Dass der Doppelpass weg müsse (das will sogar die CDU, aber auch hier bockt Merkel), machte er deutlich - und viele andere Punkte sind ohnehin klar, etwa bundesweite Volksabstimmungen, niedrigere Steuern, mehr Geld für Familien. Im Juli werde man sich mit der CDU auf ein gemeinsames Grundsatzprogramm einigen, für Bayern aber in den abweichenden Positionen einen Bayernplan erstellen. Applaus. In Blöcken verabschiedeten die Delegierten die weiteren Listenplatz bis Platz 40, angeführt - also auf dem Wahlzettel für die Wähler sichtbar - wird die Liste neben Herrmann von Bundesverkehrsminister Alexander Dobrindt (der als heißer Anwärter auf die Nachfolge von Hasselfeldt als CSU-Landesgruppenchef gehandelt wird, aber mit einer Gegenkandidatur von Ex-Bundesinnenminister Hans-Peter Friedrich rechnen muss), Bundesstaatssekretärin Dorther Bär, CSU-Generalsekretär Andreas Scheuer und Bundesentwicklungsminister Gerd Müller. Die Positionen hatte der CSU-Vorstand zuvor ausgekugelt - und die Delegierten sahen in Germering keinen Grund, daran zu rütteln.
 
Die Positionen 40 bis 75 wurden - nach jeweils kurzer Vorstellung der Kandidaten - in einem freien Rennen entschieden.
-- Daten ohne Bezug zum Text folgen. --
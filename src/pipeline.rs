//! Batch pipeline: the top-level API for the kindred engine.
//!
//! A [`MatchPipeline`] owns the category tables and the history store and
//! runs one batch at a time through the staged dataflow:
//!
//! normalize → classify → load history → difficulty pass 1 → history
//! rebuild + save → difficulty pass 2 → features → weighting → location →
//! scale + cosine + blend → rank.
//!
//! Degenerate input (an empty user or group list) short-circuits to `None`
//! — the empty-result contract — before any computation or history write.
//!
//! Batches must run strictly sequentially: the history store write is
//! last-writer-wins (see [`crate::store`]).

use std::collections::BTreeMap;
use std::path::PathBuf;

use crate::classify::CategoryClassifier;
use crate::difficulty::{self, HISTORY_WEIGHT};
use crate::error::KindredResult;
use crate::features::{self, FeatureSet};
use crate::model::{
    ClassifiedUser, GroupMatchReport, GroupRecord, ScoredUser, UserMatchReport, UserRecord,
};
use crate::similarity::{self, BEHAVIORAL_WEIGHT, LOCATION_WEIGHT};
use crate::store::{HistoryStore, durable::DurableHistoryStore, mem::MemHistoryStore};
use crate::tables::MatchTables;
use crate::weighting::{self, BaseWeights};
use crate::{groups, store};

/// Configuration for a match pipeline.
#[derive(Debug)]
pub struct PipelineConfig {
    /// Category keyword + expected-time tables for this pipeline.
    pub tables: MatchTables,
    /// Directory for the durable history database. `None` keeps history in
    /// memory only (tests, one-shot runs).
    pub data_dir: Option<PathBuf>,
    /// Historical blend weight for difficulty pass 2.
    pub history_weight: f64,
    /// Behavioral share of the combined user-to-user score.
    pub behavioral_weight: f64,
    /// Location share of the combined user-to-user score.
    pub location_weight: f64,
    /// Base feature weights.
    pub weights: BaseWeights,
}

impl PipelineConfig {
    /// Default configuration over the given tables.
    pub fn new(tables: MatchTables) -> Self {
        Self {
            tables,
            data_dir: None,
            history_weight: HISTORY_WEIGHT,
            behavioral_weight: BEHAVIORAL_WEIGHT,
            location_weight: LOCATION_WEIGHT,
            weights: BaseWeights::default(),
        }
    }
}

/// The kindred match pipeline.
pub struct MatchPipeline {
    config: PipelineConfig,
    store: Box<dyn HistoryStore>,
}

/// Everything the shared stages produce for one batch.
struct BatchFeatures {
    users: Vec<ScoredUser>,
    features: FeatureSet,
}

impl MatchPipeline {
    /// Create a pipeline, opening the durable history store when a data
    /// directory is configured and an in-memory store otherwise.
    pub fn new(config: PipelineConfig) -> KindredResult<Self> {
        let store: Box<dyn HistoryStore> = match &config.data_dir {
            Some(dir) => Box::new(DurableHistoryStore::open(dir)?),
            None => Box::new(MemHistoryStore::new()),
        };
        tracing::info!(
            categories = config.tables.categories().len(),
            persistent = config.data_dir.is_some(),
            "initializing match pipeline"
        );
        Ok(Self { config, store })
    }

    /// Create a pipeline over an injected history store.
    pub fn with_store(config: PipelineConfig, store: Box<dyn HistoryStore>) -> Self {
        Self { config, store }
    }

    /// Rank every user in the batch against every other user.
    ///
    /// Returns `None` for an empty batch (the empty-result contract).
    pub fn match_users(&self, records: &[UserRecord]) -> KindredResult<Option<UserMatchReport>> {
        let Some(batch) = self.compute_features(records)? else {
            return Ok(None);
        };

        let weighted = weighting::apply(
            &batch.features,
            &batch.users,
            &self.config.tables,
            &self.config.weights,
        );
        let scaled = similarity::min_max_scale(&weighted);
        let behavioral = similarity::cosine_matrix(&scaled);
        let location = similarity::location_matrix(&batch.users);
        let combined = similarity::blend(
            &behavioral,
            &location,
            self.config.behavioral_weight,
            self.config.location_weight,
        );

        let user_ids: Vec<String> = batch.users.iter().map(|u| u.id.clone()).collect();
        let (best_connection, worst_connection) = similarity::extreme_pairs(&combined, &user_ids);
        let best_to_worst: BTreeMap<String, Vec<_>> = user_ids
            .iter()
            .enumerate()
            .map(|(i, id)| (id.clone(), similarity::rank_others(&combined, &user_ids, i)))
            .collect();

        trace_user_diagnostics(&batch, &combined, &user_ids);
        if let Some(best) = &best_connection {
            tracing::debug!(
                pair = ?best.pair,
                similarity = format_args!("{:.3}", best.similarity),
                "best connection"
            );
        }
        if let Some(worst) = &worst_connection {
            tracing::debug!(
                pair = ?worst.pair,
                similarity = format_args!("{:.3}", worst.similarity),
                "worst connection"
            );
        }

        let categories = batch
            .users
            .iter()
            .map(|u| {
                (
                    u.id.clone(),
                    u.items.iter().map(|i| i.category.clone()).collect(),
                )
            })
            .collect();

        Ok(Some(UserMatchReport {
            user_ids,
            feature_vectors: batch.features.vectors(),
            similarity_matrix: combined,
            categories,
            best_connection,
            worst_connection,
            best_to_worst,
        }))
    }

    /// Rank every group against every user in the batch.
    ///
    /// Returns `None` when either list is empty (the empty-result contract).
    pub fn match_groups(
        &self,
        records: &[UserRecord],
        group_records: &[GroupRecord],
    ) -> KindredResult<Option<GroupMatchReport>> {
        if group_records.is_empty() {
            return Ok(None);
        }
        let Some(batch) = self.compute_features(records)? else {
            return Ok(None);
        };

        let user_ids: Vec<String> = batch.users.iter().map(|u| u.id.clone()).collect();
        let user_vectors = batch.features.vectors();
        let resolved = groups::group_vectors(group_records, &user_ids, &user_vectors);
        let group_ids: Vec<String> = resolved.iter().map(|(id, _)| id.clone()).collect();
        let group_vecs: Vec<Vec<f64>> = resolved.into_iter().map(|(_, v)| v).collect();

        let matrix = groups::similarity_matrix(&user_vectors, &group_vecs);
        let best_to_worst_groups = groups::rank_groups(&matrix, &user_ids, &group_ids);

        for (user_id, ranked) in &best_to_worst_groups {
            for entry in ranked.iter().take(5) {
                tracing::trace!(
                    user = %user_id,
                    group = %entry.group,
                    score = format_args!("{:.3}", entry.score),
                    "group suggestion"
                );
            }
        }

        Ok(Some(GroupMatchReport {
            best_to_worst_groups,
            similarity_matrix: matrix,
            group_ids,
        }))
    }

    /// The stages shared by both match modes: classification, both
    /// difficulty passes with the history rebuild between them, and feature
    /// aggregation.
    fn compute_features(&self, records: &[UserRecord]) -> KindredResult<Option<BatchFeatures>> {
        if records.is_empty() {
            return Ok(None);
        }

        let classifier = CategoryClassifier::fit(&self.config.tables);
        let classified: Vec<ClassifiedUser> = records
            .iter()
            .map(|record| {
                ClassifiedUser::from_record(record, |title| {
                    classifier.classify(title).to_string()
                })
            })
            .collect();

        let mut history = self.store.load()?;
        tracing::debug!(entries = history.len(), "loaded history table");

        let pass1 = difficulty::score_pass1(&classified, &self.config.tables);
        difficulty::rebuild_history(&pass1, &self.config.tables, &mut history);
        self.store.save(&history)?;
        tracing::debug!(entries = history.len(), "rebuilt and saved history table");

        let pass2 = difficulty::score_pass2(
            &pass1,
            &self.config.tables,
            &history,
            self.config.history_weight,
        );
        let features = features::build(&pass2);

        Ok(Some(BatchFeatures {
            users: pass2,
            features,
        }))
    }

    /// The history table as currently persisted.
    pub fn history(&self) -> KindredResult<store::HistoryTable> {
        Ok(self.store.load()?)
    }

    /// The tables this pipeline runs against.
    pub fn tables(&self) -> &MatchTables {
        &self.config.tables
    }
}

impl std::fmt::Debug for MatchPipeline {
    fn fmt(&self, f: &mut std::fmt::Formatter<'_>) -> std::fmt::Result {
        f.debug_struct("MatchPipeline")
            .field("config", &self.config)
            .finish()
    }
}

fn trace_user_diagnostics(batch: &BatchFeatures, combined: &[Vec<f64>], user_ids: &[String]) {
    for (user, feat) in batch.users.iter().zip(&batch.features.users) {
        for item in &user.items {
            tracing::trace!(
                user = %user.id,
                title = %item.title,
                category = %item.category,
                difficulty = format_args!("{:.2}", item.difficulty),
                "scored item"
            );
        }
        tracing::trace!(
            user = %user.id,
            distribution = ?feat.category_distribution,
            "category distribution"
        );
    }
    for (i, row) in combined.iter().enumerate() {
        tracing::trace!(user = %user_ids[i], row = ?row, "combined similarity row");
    }
}

#[cfg(test)]
mod tests {
    use super::*;
    use crate::store::HistoryKey;

    fn pipeline() -> MatchPipeline {
        MatchPipeline::new(PipelineConfig::new(MatchTables::bundled().unwrap())).unwrap()
    }

    fn user(id: &str, tz: &str, country: &str, tasks: &[(&str, f64, bool)]) -> UserRecord {
        let tasks_json: Vec<serde_json::Value> = tasks
            .iter()
            .map(|(text, time, checked)| {
                serde_json::json!({"text": text, "timeTaken": time, "checked": checked})
            })
            .collect();
        serde_json::from_value(serde_json::json!({
            "id": id,
            "tasks": tasks_json,
            "goals": [],
            "streak_days": 3,
            "Country": country,
            "time_zone": tz,
        }))
        .unwrap()
    }

    #[test]
    fn empty_batch_returns_none() {
        let result = pipeline().match_users(&[]).unwrap();
        assert!(result.is_none());
    }

    #[test]
    fn empty_groups_return_none() {
        let users = vec![user("u1", "Europe/Amsterdam", "NL", &[("run", 30.0, true)])];
        let result = pipeline().match_groups(&users, &[]).unwrap();
        assert!(result.is_none());
    }

    #[test]
    fn report_covers_every_user() {
        let users = vec![
            user("u1", "Europe/Amsterdam", "NL", &[("morning run", 30.0, true)]),
            user("u2", "Europe/Amsterdam", "NL", &[("study chapter", 60.0, false)]),
            user("u3", "Asia/Tokyo", "JP", &[("clean kitchen", 20.0, true)]),
        ];
        let report = pipeline().match_users(&users).unwrap().unwrap();

        assert_eq!(report.user_ids.len(), 3);
        assert_eq!(report.feature_vectors.len(), 3);
        assert_eq!(report.similarity_matrix.len(), 3);
        assert_eq!(report.best_to_worst.len(), 3);
        for (id, ranked) in &report.best_to_worst {
            assert_eq!(ranked.len(), 2);
            assert!(ranked.iter().all(|r| &r.other_id != id));
            assert!(ranked[0].score >= ranked[1].score);
        }
        for row in &report.similarity_matrix {
            for &v in row {
                assert!((-1.0..=1.0).contains(&v));
            }
        }
    }

    #[test]
    fn identical_twins_score_near_one() {
        let tasks: &[(&str, f64, bool)] = &[("morning run", 30.0, true), ("read chapter", 45.0, false)];
        let users = vec![
            user("twin1", "Europe/Amsterdam", "NL", tasks),
            user("twin2", "Europe/Amsterdam", "NL", tasks),
        ];
        let report = pipeline().match_users(&users).unwrap().unwrap();
        let score = report.similarity_matrix[0][1];
        assert!((score - 1.0).abs() < 1e-9, "combined similarity was {score}");
    }

    #[test]
    fn history_survives_the_batch() {
        let p = pipeline();
        let users = vec![user(
            "u1",
            "Europe/Amsterdam",
            "NL",
            &[("morning run", 30.0, true)],
        )];
        p.match_users(&users).unwrap().unwrap();
        let history = p.history().unwrap();
        // Every bucket of the observed category is present after a run.
        for b in 1..=5 {
            assert!(history.contains_key(&HistoryKey::new("fitness", b)));
        }
    }

    #[test]
    fn singleton_group_of_its_only_user_scores_one() {
        let users = vec![user("solo", "Europe/Amsterdam", "NL", &[("run", 30.0, true)])];
        let groups = vec![GroupRecord {
            id: "g1".into(),
            members: vec!["solo".into()],
        }];
        let report = pipeline().match_groups(&users, &groups).unwrap().unwrap();
        assert!((report.similarity_matrix[0][0] - 1.0).abs() < 1e-9);
    }
}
Aber ob nach der Bundestagswahl überhaupt Listenkandidaten zum Zuge kommen, hängt vom Zweitstimmen-Wahlergebnis ab. Ohnehin erobert die CSU traditionell ihre Bundestagsmandate per Erststimme im Wahlkreis. Immerhin: Viele Listenkandidaten haben auch einen Wahlkreis, hintere Listenkandidaten haben im Falle eines Falles - also im Falle eines hervorragenden CSU-Wahlergebnisses - durchaus Chancen. „140 Tage bis zur Bundestagswahl“, mahnte der neue Superstar der CSU, Joachim Herrmann, die Delegierten gestern - wer für ihn gestimmt habe, habe sich damit auch verpflichtet, von nun an zu kämpfen. Und Seehofer empfahl den seinen: „Urlaub sollte es heuer nicht geben“, stattdessen sei Wahlkampf angesagt.